Malaysia’s non-trickling down economy


http://www.newmainetimes.org/media/img/blog/2012/07/30/trickle_down_1.jpg.580x435_q85.jpg 

Polarisation on the ethno-religious line is no longer the only dividing trench among Malaysia’s diverse population. The economic divide is splitting the population apart too. Some would simplify it into the urban-rural divide after the rather divisive election results, but as the population of the urban poor expands, being urban in the future will no longer come with the crown of wealth and sophistication the word usually implies. 

Nicholas Chan, fz.com 

AS an non-economist, or as the euphemism would suggest, the layman economist, any attempts to discuss about the subject, especially in front of a learned audience, is bound to be turned into a self-shaming exercise. 
 
For example, I find myself to be quite fond of the term “trickle-down economics” and have been delightfully using it to describe the sort of economy I think Malaysia would be fit for.
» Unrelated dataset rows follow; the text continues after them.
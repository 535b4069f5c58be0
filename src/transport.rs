//! Transport seam between the event source and the HTTP stack.

use std::pin::Pin;
use std::time::Duration;

use async_trait::async_trait;
use bytes::Bytes;
use futures_util::stream::Stream;
use futures_util::{StreamExt, TryStreamExt};
use reqwest::Client;

use crate::request::Request;
use crate::Error;

/// Boxed error carried by transport failures.
pub type BoxError = Box<dyn std::error::Error + Send + Sync>;

/// Incremental body bytes of a streaming response, in arrival order.
pub type BodyStream = Pin<Box<dyn Stream<Item = Result<Bytes, BoxError>> + Send>>;

/// What a transport hands back once response headers have arrived.
pub struct TransportResponse {
    /// HTTP status code.
    pub status: u16,
    /// The response body as it trickles in.
    pub body: BodyStream,
}

/// An HTTP client capable of delivering a streaming response.
///
/// The event source depends on this seam rather than on a concrete client,
/// so tests substitute scripted doubles and callers can bring their own
/// stack.
#[async_trait]
pub trait Transport: Send + Sync {
    /// Issue the request and resolve once response headers are available.
    async fn send(&self, request: &Request) -> Result<TransportResponse, BoxError>;
}

/// Default transport backed by reqwest.
pub struct HttpTransport {
    client: Client,
}

impl HttpTransport {
    /// Create a transport with a connect timeout only. An event stream stays
    /// open indefinitely, so no total-request timeout is set.
    pub fn new() -> Result<Self, Error> {
        let client = Client::builder()
            .connect_timeout(Duration::from_secs(30))
            .build()?;
        Ok(Self { client })
    }

    /// Wrap an existing reqwest client.
    pub fn with_client(client: Client) -> Self {
        Self { client }
    }
}

#[async_trait]
impl Transport for HttpTransport {
    async fn send(&self, request: &Request) -> Result<TransportResponse, BoxError> {
        let method = reqwest::Method::from_bytes(request.method.as_bytes())
            .map_err(|e| Box::new(e) as BoxError)?;

        let mut builder = self.client.request(method, &request.url);
        for (name, value) in &request.headers {
            builder = builder.header(name.as_str(), value.as_str());
        }
        if let Some(body) = &request.body {
            builder = builder.body(body.clone());
        }

        let response = builder.send().await.map_err(|e| Box::new(e) as BoxError)?;
        let status = response.status().as_u16();
        let body = response
            .bytes_stream()
            .map_err(|e| Box::new(e) as BoxError)
            .boxed();
        Ok(TransportResponse { status, body })
    }
}
//! Incremental decoder for `text/event-stream` bytes.
//!
//! Chunks arrive with arbitrary boundaries: a chunk may end in the middle of
//! a UTF-8 sequence, a field name, or a `\r\n` terminator. The parser buffers
//! the undecoded tail and carries it into the next call, so no split ever
//! loses data.

use memchr::{memchr, memchr2};

use crate::event::Event;

/// How response lines are interpreted.
#[derive(Debug, Clone, Copy, PartialEq, Eq, Default)]
pub enum ParseMode {
    /// The full SSE field grammar: `id:`, `event:`, `data:`, `retry:`,
    /// comments, blank-line event termination.
    #[default]
    Standard,
    /// Every non-empty, non-comment line is one event whose payload is the
    /// literal line. For providers that emit raw JSON lines without the
    /// `field:` prefix convention.
    DataOnly,
}

/// Incremental SSE parser for one connection attempt.
///
/// Feed raw chunks with [`push`](Parser::push); call
/// [`finish`](Parser::finish) once the transport completes to flush an event
/// the server never terminated. Malformed lines are dropped, never an error.
#[derive(Debug, Default)]
pub struct Parser {
    mode: ParseMode,
    pending_line: Vec<u8>,
    last_was_cr: bool,
    data_lines: Vec<String>,
    event: Option<String>,
    id: Option<String>,
    retry: Option<u64>,
    has_fields: bool,
}

impl Parser {
    pub fn new(mode: ParseMode) -> Self {
        Self {
            mode,
            ..Self::default()
        }
    }

    /// Consume one chunk and return every event it completed, in byte order.
    pub fn push(&mut self, chunk: &[u8]) -> Vec<Event> {
        let mut events = Vec::new();
        let mut rest = chunk;
        while !rest.is_empty() {
            if self.last_was_cr {
                self.last_was_cr = false;
                // Second half of a \r\n terminator split across chunks.
                if rest[0] == b'\n' {
                    rest = &rest[1..];
                    continue;
                }
            }
            match memchr2(b'\n', b'\r', rest) {
                Some(pos) => {
                    self.pending_line.extend_from_slice(&rest[..pos]);
                    self.last_was_cr = rest[pos] == b'\r';
                    rest = &rest[pos + 1..];
                    self.complete_line(&mut events);
                }
                None => {
                    self.pending_line.extend_from_slice(rest);
                    break;
                }
            }
        }
        events
    }

    /// Flush the in-progress event after the byte stream has ended. Some
    /// providers close the connection right after the final payload line
    /// without a terminating blank line.
    pub fn finish(&mut self) -> Option<Event> {
        if !self.pending_line.is_empty() {
            let mut events = Vec::new();
            self.complete_line(&mut events);
            if let Some(event) = events.pop() {
                return Some(event);
            }
        }
        self.dispatch()
    }

    fn complete_line(&mut self, events: &mut Vec<Event>) {
        let line = std::mem::take(&mut self.pending_line);
        if line.is_empty() {
            if self.mode == ParseMode::Standard {
                if let Some(event) = self.dispatch() {
                    events.push(event);
                }
            }
            return;
        }
        if line[0] == b':' {
            return; // comment
        }
        match self.mode {
            ParseMode::DataOnly => {
                events.push(Event::new(String::from_utf8_lossy(&line).into_owned()));
            }
            ParseMode::Standard => self.apply_field(&line),
        }
    }

    fn apply_field(&mut self, line: &[u8]) {
        let (name, value) = match memchr(b':', line) {
            Some(pos) => {
                let mut value = &line[pos + 1..];
                // At most one leading space after the colon is stripped.
                if value.first() == Some(&b' ') {
                    value = &value[1..];
                }
                (&line[..pos], value)
            }
            // A bare field name carries an empty value.
            None => (line, &[][..]),
        };
        let value = String::from_utf8_lossy(value);
        match name {
            b"data" => {
                self.data_lines.push(value.into_owned());
                self.has_fields = true;
            }
            b"event" => {
                self.event = Some(value.into_owned());
                self.has_fields = true;
            }
            b"id" => {
                // Ids containing NUL are rejected per the SSE grammar.
                if !value.contains('\0') {
                    self.id = Some(value.into_owned());
                    self.has_fields = true;
                }
            }
            b"retry" => {
                if let Ok(millis) = value.parse::<u64>() {
                    self.retry = Some(millis);
                    self.has_fields = true;
                }
            }
            _ => {} // unknown fields are ignored
        }
    }

    fn dispatch(&mut self) -> Option<Event> {
        if !self.has_fields {
            return None;
        }
        self.has_fields = false;
        let data = std::mem::take(&mut self.data_lines).join("\n");
        Some(Event {
            // The id buffer persists across events; event/data/retry reset.
            id: self.id.clone(),
            event: self.event.take(),
            data,
            retry: self.retry.take(),
        })
    }
}

#[cfg(test)]
mod tests {
    use super::*;

    fn parse_all(input: &[u8]) -> Vec<Event> {
        let mut parser = Parser::new(ParseMode::Standard);
        let mut events = parser.push(input);
        if let Some(event) = parser.finish() {
            events.push(event);
        }
        events
    }

    #[test]
    fn test_blank_line_terminates_event() {
        let events = parse_all(b"event: ping\ndata: 1\n\n");
        assert_eq!(events.len(), 1);
        assert_eq!(events[0].event.as_deref(), Some("ping"));
        assert_eq!(events[0].data, "1");
    }

    #[test]
    fn test_multiline_data_joins_with_newline() {
        let events = parse_all(b"data: a\ndata: b\n\n");
        assert_eq!(events.len(), 1);
        assert_eq!(events[0].data, "a\nb");
    }

    #[test]
    fn test_id_persists_across_events() {
        let events = parse_all(b"id: 5\ndata: x\n\ndata: y\n\n");
        assert_eq!(events.len(), 2);
        assert_eq!(events[0].id.as_deref(), Some("5"));
        assert_eq!(events[1].id.as_deref(), Some("5"));
        assert_eq!(events[1].data, "y");
    }

    #[test]
    fn test_comments_and_unknown_fields_ignored() {
        let events = parse_all(b": keepalive\nfoo: bar\ndata: x\n\n");
        assert_eq!(events, vec![Event::new("x")]);
    }

    #[test]
    fn test_invalid_retry_ignored() {
        let events = parse_all(b"retry: soon\ndata: x\n\n");
        assert_eq!(events.len(), 1);
        assert_eq!(events[0].retry, None);

        let events = parse_all(b"retry: 1500\ndata: x\n\n");
        assert_eq!(events[0].retry, Some(1500));
    }

    #[test]
    fn test_field_without_colon_has_empty_value() {
        let events = parse_all(b"data\n\n");
        assert_eq!(events.len(), 1);
        assert_eq!(events[0].data, "");
    }

    #[test]
    fn test_blank_lines_without_fields_produce_nothing() {
        assert!(parse_all(b"\n\n\n").is_empty());
        assert!(parse_all(b": comment only\n\n").is_empty());
    }

    #[test]
    fn test_mixed_line_endings() {
        let events = parse_all(b"data: a\r\n\r\n");
        assert_eq!(events, vec![Event::new("a")]);

        let events = parse_all(b"data: b\r\r");
        assert_eq!(events, vec![Event::new("b")]);
    }

    #[test]
    fn test_terminator_split_across_chunks() {
        let mut parser = Parser::new(ParseMode::Standard);
        assert!(parser.push(b"data: a\r").is_empty());
        let events = parser.push(b"\n\r\ndata: b\n\n");
        assert_eq!(events.len(), 2);
        assert_eq!(events[0].data, "a");
        assert_eq!(events[1].data, "b");
    }

    #[test]
    fn test_utf8_sequence_split_across_chunks() {
        // Euro sign is three bytes: E2 82 AC.
        let euro = "€".as_bytes();
        let mut parser = Parser::new(ParseMode::Standard);

        let mut first = b"data: price ".to_vec();
        first.extend_from_slice(&euro[..2]);
        assert!(parser.push(&first).is_empty());

        let mut second = euro[2..].to_vec();
        second.extend_from_slice(b"100\n\n");
        let events = parser.push(&second);
        assert_eq!(events, vec![Event::new("price €100")]);
    }

    #[test]
    fn test_chunk_boundaries_do_not_change_output() {
        let input = "event: ping\r\nid: 7\r\ndata: caf\u{e9}\ndata: two\n\nretry: 1500\ndata: second\r\rdata: third\n\n"
            .as_bytes();
        let expected = parse_all(input);
        assert_eq!(expected.len(), 3);
        assert_eq!(expected[0].data, "caf\u{e9}\ntwo");
        assert_eq!(expected[1].retry, Some(1500));

        for split in 1..input.len() {
            let mut parser = Parser::new(ParseMode::Standard);
            let mut events = parser.push(&input[..split]);
            events.extend(parser.push(&input[split..]));
            if let Some(event) = parser.finish() {
                events.push(event);
            }
            assert_eq!(events, expected, "split at byte {split}");
        }
    }

    #[test]
    fn test_stream_ending_without_final_blank_line() {
        let mut parser = Parser::new(ParseMode::Standard);
        let events = parser.push(b"data: first\n\ndata: [DONE]");
        assert_eq!(events, vec![Event::new("first")]);

        let last = parser.finish().expect("trailing event must flush");
        assert!(last.is_done());
        assert!(parser.finish().is_none());
    }

    #[test]
    fn test_data_only_mode_emits_one_event_per_line() {
        let mut parser = Parser::new(ParseMode::DataOnly);
        let events = parser.push(b"{\"token\":\"a\"}\n: ping\n\n{\"token\":\"b\"}\n{\"tok");
        assert_eq!(
            events,
            vec![Event::new("{\"token\":\"a\"}"), Event::new("{\"token\":\"b\"}")]
        );

        let events = parser.push(b"en\":\"c\"}\n");
        assert_eq!(events, vec![Event::new("{\"token\":\"c\"}")]);
    }

    #[test]
    fn test_data_only_mode_flushes_trailing_line() {
        let mut parser = Parser::new(ParseMode::DataOnly);
        assert!(parser.push(b"{\"done\":true}").is_empty());
        assert_eq!(parser.finish(), Some(Event::new("{\"done\":true}")));
    }
}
A social market economy that is bottom-up (which means a larger consumer and tax base), slightly leftist but with a penchant for innovation and other market factors.
 
It is only until much later that I found out (in horror) that the term “trickle-down economics” is far from the utopian connotations I ascribed it with. 
 
The original idea of the term that is constantly associated with the neo-conservatives is that by giving tax breaks or other economic benefits to the rich – businesses, entrepreneurs and investors, these capitalists will be encourage to increase their investment and productivity in the market, and thus benefiting the largesse through secondary effects (the trickle down), or simply said, the expanded economic pie.
 
It might sound good in writing but the 2008 financial crisis has since shone the word in a rather pejorative and ironic light. The Americans, or I would argue, the world has slowly come to the realisation that even when the economic pie is expanded significantly, the trickle is just too little for the lower masses to even taste a drip. 
 
The Occupied Movement is the epitome of this, arguing the perceived injustice of America’s 1% holding more than 30% of the nation’s wealth while the 20% holds more than 85% of it. 
 
The financialisation (I am not sure if this is a new term, but I swear I have read it in TIME magazine) of the US economy has been proven to be a tumour to the economy as banks have grown to be “too big to fail”, while Wall Street’s huge grapple over the economic does not help in the nation’s recuperation process. 
 
It simply does not generate as much jobs as the nation needs, when it is struggling to cope with an 8.0% unemployment rate (it was maintained at 5-6% pre-2008).